In 2014, the World Health Organization announced a lofty goal: to end the infectious bacterial disease tuberculosis by the year 2035. But to rid the world of TB, doctors and scientists need to be able to detect it more reliably and earlier.
That's the driving premise behind research from Stanford data scientist Purvesh Khatri, PhD. He's among a group of scientists who are casting aside the traditional way of detecting TB, which requires patients to cough up "sputum," or gunk from an infection in their lungs.
"The problem is, you can't command a five-year-old to give on-demand sputum samples, and there are other diseases such as HIV that make it difficult to produce the sample," said Khatri. Even more problematic is that a person with TB can only produce enough sputum to detect the disease after the infection has progressed to active disease.
There's a growing effort within Stanford and beyond to create TB tests that reliably flag the infection earlier, more accurately, and without sputum. For example, Niaz Banaei, MD, an associate professor of pathology and of medicine, and Juan Santiago, PhD, a professor of mechanical engineering, have created a technique that can spot TB bacteria DNA in patient blood or urine samples, thereby skipping the need for sputum altogether.
Khatri and others, however, are looking not for traces of the bacteria itself, but for indications that the human, or host, immune system is responding to the TB infection. These types of diagnostics are considered "host response-based."
Khatri and colleagues developed an approach -- called the three-gene TB score -- that looks at changes to three human genes in response to TB infection.
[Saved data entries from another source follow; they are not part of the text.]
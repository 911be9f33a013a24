//! Durable backends for dataset histories.
//!
//! A backend loads and saves whole per-scope histories, hands out dataset
//! ids and provides the write lock of a scope. Ordering and bounds are the
//! retention store's job.

use crate::error::StoreError;
use crate::models::{Dataset, DatasetId, OwnerScope};
use serde::{Deserialize, Serialize};
use std::fs::{self, File, OpenOptions};
use std::io::{Read, Seek, SeekFrom, Write};
use std::path::{Path, PathBuf};
use tempfile::NamedTempFile;
use tracing::{debug, warn};

/// Persistence collaborator keyed by owner scope.
pub trait HistoryBackend: Send + Sync {
    /// Load every stored scope with its datasets.
    fn load_all(&self) -> Result<Vec<(OwnerScope, Vec<Dataset>)>, StoreError>;

    /// Load the stored history of `scope`, empty when it has none.
    fn load_scope(&self, scope: &OwnerScope) -> Result<Vec<Dataset>, StoreError>;

    /// Replace the stored history of `scope` with `history`.
    fn save_scope(&self, scope: &OwnerScope, history: &[Dataset]) -> Result<(), StoreError>;

    /// Take the write lock of `scope`, held until the returned guard drops.
    ///
    /// Excludes writers of the same scope in other processes sharing the
    /// storage. Writers within one process are serialized by the store.
    fn lock_scope(&self, scope: &OwnerScope) -> Result<ScopeLock, StoreError>;

    /// Reserve the next dataset id. Ids are never handed out twice, across
    /// scopes and across processes sharing the storage.
    fn next_id(&self) -> Result<DatasetId, StoreError>;
}

/// Exclusive advisory lock on a file, released on drop.
#[derive(Debug)]
struct LockFile {
    file: File,
}

impl LockFile {
    /// Open (creating if needed) and lock `path`, blocking until the lock is free.
    fn acquire(path: &Path) -> Result<Self, StoreError> {
        let file = OpenOptions::new()
            .read(true)
            .write(true)
            .create(true)
            .truncate(false)
            .open(path)?;

        #[cfg(unix)]
        {
            use std::os::unix::io::AsRawFd;
            while unsafe { libc::flock(file.as_raw_fd(), libc::LOCK_EX) } != 0 {
                let err = std::io::Error::last_os_error();
                if err.kind() != std::io::ErrorKind::Interrupted {
                    return Err(err.into());
                }
            }
        }

        Ok(Self { file })
    }

    fn read_content(&mut self) -> std::io::Result<String> {
        let mut content = String::new();
        self.file.seek(SeekFrom::Start(0))?;
        self.file.read_to_string(&mut content)?;
        Ok(content)
    }

    fn replace_content(&mut self, content: &str) -> std::io::Result<()> {
        self.file.set_len(0)?;
        self.file.seek(SeekFrom::Start(0))?;
        self.file.write_all(content.as_bytes())?;
        self.file.sync_all()
    }
}

impl Drop for LockFile {
    fn drop(&mut self) {
        #[cfg(unix)]
        {
            use std::os::unix::io::AsRawFd;
            unsafe {
                libc::flock(self.file.as_raw_fd(), libc::LOCK_UN);
            }
        }
        // The lock file stays; removing it would let a waiter lock a deleted inode.
    }
}

/// Guard returned by [`HistoryBackend::lock_scope`].
#[derive(Debug)]
pub struct ScopeLock {
    _file: Option<LockFile>,
}

impl ScopeLock {
    /// A guard for backends with no state shared outside the process.
    #[cfg(test)]
    pub fn unshared() -> Self {
        Self { _file: None }
    }

    fn file(file: LockFile) -> Self {
        Self { _file: Some(file) }
    }
}

/// Backend that keeps histories in process memory only.
#[cfg(test)]
#[derive(Debug, Default)]
pub struct MemoryBackend {
    scopes: std::sync::Mutex<std::collections::HashMap<OwnerScope, Vec<Dataset>>>,
    last_id: std::sync::atomic::AtomicU64,
}

#[cfg(test)]
impl MemoryBackend {
    pub fn new() -> Self {
        Self::default()
    }

    fn scopes(
        &self,
    ) -> Result<
        std::sync::MutexGuard<'_, std::collections::HashMap<OwnerScope, Vec<Dataset>>>,
        StoreError,
    > {
        self.scopes.lock().map_err(|_| StoreError::Unavailable {
            message: "memory backend lock poisoned".to_string(),
        })
    }
}

#[cfg(test)]
impl HistoryBackend for MemoryBackend {
    fn load_all(&self) -> Result<Vec<(OwnerScope, Vec<Dataset>)>, StoreError> {
        Ok(self
            .scopes()?
            .iter()
            .map(|(scope, history)| (scope.clone(), history.clone()))
            .collect())
    }

    fn load_scope(&self, scope: &OwnerScope) -> Result<Vec<Dataset>, StoreError> {
        Ok(self.scopes()?.get(scope).cloned().unwrap_or_default())
    }

    fn save_scope(&self, scope: &OwnerScope, history: &[Dataset]) -> Result<(), StoreError> {
        use std::sync::atomic::Ordering;
        let max_id = history.iter().map(|d| d.id).max().unwrap_or(0);
        self.last_id.fetch_max(max_id, Ordering::SeqCst);
        self.scopes()?.insert(scope.clone(), history.to_vec());
        Ok(())
    }

    fn lock_scope(&self, _scope: &OwnerScope) -> Result<ScopeLock, StoreError> {
        Ok(ScopeLock::unshared())
    }

    fn next_id(&self) -> Result<DatasetId, StoreError> {
        use std::sync::atomic::Ordering;
        Ok(self.last_id.fetch_add(1, Ordering::SeqCst) + 1)
    }
}

/// On-disk form of one scope's history.
#[derive(Debug, Serialize, Deserialize)]
struct HistoryDocument {
    scope: OwnerScope,
    datasets: Vec<Dataset>,
}

const DOCUMENT_PREFIX: &str = "history-";
const DOCUMENT_EXTENSION: &str = "json";
const LOCK_EXTENSION: &str = "lock";
const ID_COUNTER_FILE: &str = "last-id";

/// Backend storing one JSON document per scope in a directory.
///
/// Documents are written to a temporary file in the same directory and
/// renamed into place, so a crash never leaves a half-written history.
/// Each scope has a sibling `.lock` file for its write lock, and the last
/// assigned id is kept in a `last-id` counter file.
#[derive(Debug, Clone)]
pub struct JsonDirBackend {
    dir: PathBuf,
}

impl JsonDirBackend {
    pub fn new(dir: impl Into<PathBuf>) -> Self {
        Self { dir: dir.into() }
    }

    /// Path of the document for `scope`. Scope names are hex-encoded so any
    /// owner name maps to a distinct, filesystem-safe file name.
    fn document_path(&self, scope: &OwnerScope) -> PathBuf {
        self.scope_file(scope, DOCUMENT_EXTENSION)
    }

    fn lock_path(&self, scope: &OwnerScope) -> PathBuf {
        self.scope_file(scope, LOCK_EXTENSION)
    }

    fn scope_file(&self, scope: &OwnerScope, extension: &str) -> PathBuf {
        let encoded: String = scope
            .as_str()
            .bytes()
            .map(|b| format!("{:02x}", b))
            .collect();
        self.dir
            .join(format!("{}{}.{}", DOCUMENT_PREFIX, encoded, extension))
    }

    fn read_document(path: &Path) -> Result<HistoryDocument, StoreError> {
        let content = fs::read_to_string(path)?;
        Ok(serde_json::from_str(&content)?)
    }

    /// Highest id in any stored document, 0 when there is none.
    fn max_stored_id(&self) -> Result<DatasetId, StoreError> {
        Ok(self
            .load_all()?
            .iter()
            .flat_map(|(_, history)| history.iter().map(|d| d.id))
            .max()
            .unwrap_or(0))
    }

    fn is_document(path: &Path) -> bool {
        let name = path.file_name().and_then(|n| n.to_str()).unwrap_or("");
        name.starts_with(DOCUMENT_PREFIX)
            && path.extension().and_then(|e| e.to_str()) == Some(DOCUMENT_EXTENSION)
    }
}

impl HistoryBackend for JsonDirBackend {
    fn load_all(&self) -> Result<Vec<(OwnerScope, Vec<Dataset>)>, StoreError> {
        if !self.dir.exists() {
            debug!("History directory {} does not exist yet", self.dir.display());
            return Ok(Vec::new());
        }

        let mut scopes = Vec::new();
        for entry in fs::read_dir(&self.dir)? {
            let path = entry?.path();
            if !path.is_file() || !Self::is_document(&path) {
                continue;
            }

            let document = Self::read_document(&path)?;
            debug!(
                "Loaded {} datasets for '{}' from {}",
                document.datasets.len(),
                document.scope,
                path.display()
            );
            scopes.push((document.scope, document.datasets));
        }

        Ok(scopes)
    }

    fn load_scope(&self, scope: &OwnerScope) -> Result<Vec<Dataset>, StoreError> {
        let path = self.document_path(scope);
        if !path.is_file() {
            return Ok(Vec::new());
        }
        Ok(Self::read_document(&path)?.datasets)
    }

    fn save_scope(&self, scope: &OwnerScope, history: &[Dataset]) -> Result<(), StoreError> {
        fs::create_dir_all(&self.dir)?;

        let document = HistoryDocument {
            scope: scope.clone(),
            datasets: history.to_vec(),
        };

        let mut file = NamedTempFile::new_in(&self.dir)?;
        serde_json::to_writer_pretty(&mut file, &document)?;
        file.flush()?;

        let path = self.document_path(scope);
        file.persist(&path).map_err(|e| StoreError::Unavailable {
            message: format!("Failed to write {}: {}", path.display(), e.error),
        })?;

        Ok(())
    }

    fn lock_scope(&self, scope: &OwnerScope) -> Result<ScopeLock, StoreError> {
        fs::create_dir_all(&self.dir)?;
        Ok(ScopeLock::file(LockFile::acquire(&self.lock_path(scope))?))
    }

    fn next_id(&self) -> Result<DatasetId, StoreError> {
        fs::create_dir_all(&self.dir)?;
        let mut counter = LockFile::acquire(&self.dir.join(ID_COUNTER_FILE))?;

        let content = counter.read_content()?;
        let last = match content.trim().parse::<DatasetId>() {
            Ok(last) => last,
            Err(_) => {
                if !content.trim().is_empty() {
                    warn!(
                        "Id counter in {} is unreadable, recomputing from stored datasets",
                        self.dir.display()
                    );
                }
                self.max_stored_id()?
            }
        };

        let id = last + 1;
        counter.replace_content(&id.to_string())?;
        Ok(id)
    }
}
He published results on this blood test in 2016, and conducted a follow-up study in 2018.
Now, several of these host-based tests have been developed, so Khatri has decided to zoom out. "After our three-gene signature emerged, I consistently got questions like 'Which one works best?' and 'Have you ever compared the host response-based diagnostics?'" said Khatri. "And I thought, that's not a bad idea."
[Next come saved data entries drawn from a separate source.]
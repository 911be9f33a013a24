//! Input discovery for CSV uploads.
//!
//! Explicit file arguments must be CSV files; one that is not, is missing or
//! is oversized is rejected on its own without affecting the others.
//! Directory arguments are walked recursively and every CSV file inside that
//! is not hidden, excluded or oversized is picked up.

use crate::error::IngestError;
use std::collections::HashSet;
use std::fs;
use std::path::{Path, PathBuf};
use tracing::{debug, warn};
use walkdir::WalkDir;

/// Configuration for input scanning.
#[derive(Debug, Clone)]
pub struct ScanConfig {
    /// Directory or file names to skip while walking directories.
    pub excludes: Vec<String>,
    /// Maximum file size in bytes.
    pub max_file_size: u64,
    /// Maximum number of files picked up per run.
    pub max_files: usize,
}

impl Default for ScanConfig {
    fn default() -> Self {
        Self::from(&crate::config::ScannerConfig::default())
    }
}

impl From<&crate::config::ScannerConfig> for ScanConfig {
    fn from(config: &crate::config::ScannerConfig) -> Self {
        Self {
            excludes: config.excludes.clone(),
            max_file_size: config.max_file_size,
            max_files: config.max_files,
        }
    }
}

/// A CSV file selected for ingestion.
#[derive(Debug, Clone, PartialEq, Eq)]
pub struct ScannedFile {
    pub path: PathBuf,
    /// File size in bytes.
    pub size: u64,
}

/// An explicitly named file that cannot be ingested.
#[derive(Debug)]
pub struct RejectedFile {
    pub path: PathBuf,
    pub error: IngestError,
}

/// Outcome of resolving upload arguments.
#[derive(Debug, Default)]
pub struct ScanResult {
    /// Files selected for ingestion, in argument order.
    pub files: Vec<ScannedFile>,
    /// Explicit arguments that were rejected.
    pub rejected: Vec<RejectedFile>,
}

impl ScanResult {
    pub fn is_empty(&self) -> bool {
        self.files.is_empty() && self.rejected.is_empty()
    }
}

/// Resolves upload arguments into CSV files.
pub struct CsvScanner {
    config: ScanConfig,
}

impl CsvScanner {
    pub fn new(config: ScanConfig) -> Self {
        Self { config }
    }

    /// Resolve files and directories into a de-duplicated list of CSV files.
    ///
    /// Explicit files that fail validation are collected in
    /// [`ScanResult::rejected`] instead of failing the whole scan.
    pub fn resolve(&self, inputs: &[PathBuf]) -> ScanResult {
        let mut files = Vec::new();
        let mut rejected = Vec::new();
        let mut seen = HashSet::new();

        for input in inputs {
            let found = if input.is_dir() {
                self.walk_dir(input)
            } else {
                match self.check_file(input) {
                    Ok(file) => vec![file],
                    Err(error) => {
                        warn!("Rejected {}: {}", input.display(), error);
                        rejected.push(RejectedFile {
                            path: input.clone(),
                            error,
                        });
                        continue;
                    }
                }
            };

            for file in found {
                if seen.insert(file.path.clone()) {
                    files.push(file);
                }
            }
        }

        if files.len() > self.config.max_files {
            warn!(
                "Found {} CSV files, only the first {} will be ingested",
                files.len(),
                self.config.max_files
            );
            files.truncate(self.config.max_files);
        }

        ScanResult { files, rejected }
    }

    /// Whether `path` has a `.csv` extension, ignoring case.
    pub fn is_csv(path: &Path) -> bool {
        path.extension()
            .and_then(|e| e.to_str())
            .map(|e| e.eq_ignore_ascii_case("csv"))
            .unwrap_or(false)
    }

    /// Validate an explicitly named file.
    fn check_file(&self, path: &Path) -> Result<ScannedFile, IngestError> {
        let metadata = fs::metadata(path).map_err(|source| IngestError::Io {
            path: path.to_path_buf(),
            source,
        })?;

        if !Self::is_csv(path) {
            return Err(IngestError::UnsupportedFile {
                path: path.to_path_buf(),
            });
        }

        if metadata.len() > self.config.max_file_size {
            return Err(IngestError::FileTooLarge {
                path: path.to_path_buf(),
                size: metadata.len(),
                limit: self.config.max_file_size,
            });
        }

        Ok(ScannedFile {
            path: path.to_path_buf(),
            size: metadata.len(),
        })
    }

    /// Walk a directory recursively, in file name order.
    fn walk_dir(&self, dir: &Path) -> Vec<ScannedFile> {
        let mut files = Vec::new();

        let walker = WalkDir::new(dir)
            .follow_links(false)
            .sort_by_file_name()
            .into_iter()
            .filter_entry(|entry| {
                entry.depth() == 0 || !self.is_excluded(&entry.file_name().to_string_lossy())
            });

        for entry in walker {
            let entry = match entry {
                Ok(e) => e,
                Err(e) => {
                    debug!("Skipping unreadable entry under {}: {}", dir.display(), e);
                    continue;
                }
            };

            let path = entry.path();
            if !entry.file_type().is_file() || !Self::is_csv(path) {
                continue;
            }

            match entry.metadata() {
                Ok(metadata) if metadata.len() > self.config.max_file_size => {
                    warn!(
                        "Skipping {} ({} bytes exceeds limit of {})",
                        path.display(),
                        metadata.len(),
                        self.config.max_file_size
                    );
                }
                Ok(metadata) => files.push(ScannedFile {
                    path: path.to_path_buf(),
                    size: metadata.len(),
                }),
                Err(e) => debug!("Cannot stat {}: {}", path.display(), e),
            }
        }

        files
    }

    /// Check if a name matches exclusion patterns.
    fn is_excluded(&self, name: &str) -> bool {
        // Hidden files
        if name.starts_with('.') {
            return true;
        }

        self.config.excludes.iter().any(|pattern| name == pattern)
    }
}

#[cfg(test)]
mod tests {
    use super::*;
    use std::fs;
    use tempfile::TempDir;

    fn touch(path: &Path, content: &str) {
        if let Some(parent) = path.parent() {
            fs::create_dir_all(parent).unwrap();
        }
        fs::write(path, content).unwrap();
    }

    fn names(files: &[ScannedFile]) -> Vec<String> {
        files
            .iter()
            .map(|f| f.path.file_name().unwrap().to_string_lossy().to_string())
            .collect()
    }

    #[test]
    fn test_is_csv() {
        assert!(CsvScanner::is_csv(Path::new("a.csv")));
        assert!(CsvScanner::is_csv(Path::new("dir/B.CSV")));
        assert!(!CsvScanner::is_csv(Path::new("a.txt")));
        assert!(!CsvScanner::is_csv(Path::new("csv")));
    }

    #[test]
    fn test_walk_directory() {
        let dir = TempDir::new().unwrap();
        touch(&dir.path().join("b.csv"), "x");
        touch(&dir.path().join("a.csv"), "x");
        touch(&dir.path().join("notes.txt"), "x");
        touch(&dir.path().join("nested/c.csv"), "x");
        touch(&dir.path().join(".hidden/d.csv"), "x");
        touch(&dir.path().join("target/e.csv"), "x");

        let scanner = CsvScanner::new(ScanConfig::default());
        let scan = scanner.resolve(&[dir.path().to_path_buf()]);

        assert_eq!(names(&scan.files), vec!["a.csv", "b.csv", "c.csv"]);
        assert!(scan.rejected.is_empty());
    }

    #[test]
    fn test_explicit_non_csv_is_rejected() {
        let dir = TempDir::new().unwrap();
        let path = dir.path().join("data.xlsx");
        touch(&path, "x");

        let scanner = CsvScanner::new(ScanConfig::default());
        let scan = scanner.resolve(&[path.clone()]);
        assert!(scan.files.is_empty());
        assert_eq!(scan.rejected.len(), 1);
        assert_eq!(scan.rejected[0].path, path);
        assert!(matches!(
            scan.rejected[0].error,
            IngestError::UnsupportedFile { .. }
        ));
    }

    #[test]
    fn test_missing_file_is_io_error() {
        let dir = TempDir::new().unwrap();
        let scanner = CsvScanner::new(ScanConfig::default());
        let scan = scanner.resolve(&[dir.path().join("missing.csv")]);
        assert!(matches!(scan.rejected[0].error, IngestError::Io { .. }));
    }

    #[test]
    fn test_rejected_file_does_not_drop_the_rest() {
        let dir = TempDir::new().unwrap();
        let good = dir.path().join("good.csv");
        let notes = dir.path().join("notes.txt");
        touch(&good, "x");
        touch(&notes, "x");

        let scanner = CsvScanner::new(ScanConfig::default());
        let scan = scanner.resolve(&[good, notes.clone(), dir.path().join("gone.csv")]);

        assert_eq!(names(&scan.files), vec!["good.csv"]);
        assert_eq!(scan.rejected.len(), 2);
        assert_eq!(scan.rejected[0].path, notes);
        assert!(matches!(
            scan.rejected[0].error,
            IngestError::UnsupportedFile { .. }
        ));
        assert!(matches!(scan.rejected[1].error, IngestError::Io { .. }));
        assert!(!scan.is_empty());
    }

    #[test]
    fn test_default_excludes_match_config() {
        let config = ScanConfig::default();
        let defaults = crate::config::ScannerConfig::default();
        assert_eq!(config.excludes, defaults.excludes);
        assert!(config.excludes.iter().any(|e| e == "venv"));
        assert_eq!(config.max_files, defaults.max_files);
        assert_eq!(config.max_file_size, defaults.max_file_size);

        let dir = TempDir::new().unwrap();
        touch(&dir.path().join("venv/lib/data.csv"), "x");
        touch(&dir.path().join("kept.csv"), "x");
        let scan = CsvScanner::new(config).resolve(&[dir.path().to_path_buf()]);
        assert_eq!(names(&scan.files), vec!["kept.csv"]);
    }

    #[test]
    fn test_size_and_count_limits() {
        let dir = TempDir::new().unwrap();
        touch(&dir.path().join("big.csv"), "0123456789");
        touch(&dir.path().join("a.csv"), "x");
        touch(&dir.path().join("b.csv"), "x");
        touch(&dir.path().join("c.csv"), "x");

        let scanner = CsvScanner::new(ScanConfig {
            excludes: Vec::new(),
            max_file_size: 5,
            max_files: 2,
        });

        let scan = scanner.resolve(&[dir.path().to_path_buf()]);
        assert_eq!(names(&scan.files), vec!["a.csv", "b.csv"]);

        let scan = scanner.resolve(&[dir.path().join("big.csv"), dir.path().join("a.csv")]);
        assert_eq!(names(&scan.files), vec!["a.csv"]);
        assert!(matches!(
            scan.rejected[0].error,
            IngestError::FileTooLarge { size: 10, limit: 5, .. }
        ));
    }

    #[test]
    fn test_duplicates_are_removed() {
        let dir = TempDir::new().unwrap();
        let path = dir.path().join("a.csv");
        touch(&path, "x");

        let scanner = CsvScanner::new(ScanConfig::default());
        let scan = scanner.resolve(&[path.clone(), dir.path().to_path_buf()]);
        assert_eq!(scan.files.len(), 1);
    }
}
Khatri decided to conduct a study to see which method ranked supreme -- that is, which could accurately spot TB across the broader patient population. He and his lab evaluated 16 gene signatures in published papers that focused on detecting tuberculosis.
Details of their study appear in PLOS Medicine. Khatri is the senior author and Hayley Warsinske, PhD, former postdoctoral scholar at Stanford, is the first author.
The group based their evaluation on three main parameters:
- Can a host response-based test accurately detect TB?
- What is the false positive rate of the test? (A false positive would suggest that TB is present when it is not.)
- And does the test yield generalizable results across multiple populations and regions?
The first two parameters address WHO standards, which require that 90 percent of patients with active TB disease be detected with 70 percent accuracy, while keeping false positives to a minimum. However, the last parameter is also important, Khatri emphasized. TB is prevalent in India, China and Africa, and each region has different tuberculosis strains, so a diagnostic test has to be able to account for that variability.
Khatri's analysis harnessed publicly available datasets that included gene expression information of patients with TB and those without it. One by one, his group evaluated each of the 16 blood-based detection methods, searching for each gene signature's presence among the public data, which included gene expression information from a mixed population of people with and without TB.
He found that only two gene signatures flagged active TB with enough accuracy to pass the WHO standards. Just one, Khatri's three-gene signature test, passed muster when it came to upholding that level of accuracy across multiple geographic regions and populations.
Khatri said that although his group's three-gene signature performed relatively well, it wasn't perfect: It did flag a few patients as having TB when they reportedly did not. Still, he sees the signature as a promising avenue for a TB "triage test" that can be used to quickly identify those who appear to have active TB, or are at risk for developing active TB.
Such a test will be crucial in making progress toward ending the infection by 2035, Khatri said.